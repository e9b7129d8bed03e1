/// Buffer size handed to the pcap-parser readers; must hold the largest block.
pub const PCAP_READER_BUFFER_SIZE: usize = 512 * 1024;

pub const MAGIC_LEN: usize = 4;
pub const PCAPNG_MAGIC: [u8; MAGIC_LEN] = [0x0a, 0x0d, 0x0d, 0x0a];

/// Legacy pcap global header length.
pub const LEGACY_HEADER_LEN: usize = 24;

/// Section header block prefix: block type, total length, byte-order magic.
pub const SHB_PREFIX_LEN: usize = 12;
pub const SHB_LENGTH_RANGE: std::ops::Range<usize> = 4..8;
pub const SHB_BYTE_ORDER_RANGE: std::ops::Range<usize> = 8..12;
pub const SHB_BYTE_ORDER_MAGIC: u32 = 0x1A2B_3C4D;
/// Sanity bound for the section header block length.
pub const SHB_MAX_LEN: usize = 64 * 1024;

* _Task details_
Across the entries above, how many lines include the word "const"? Give only the number.

* _Response_
9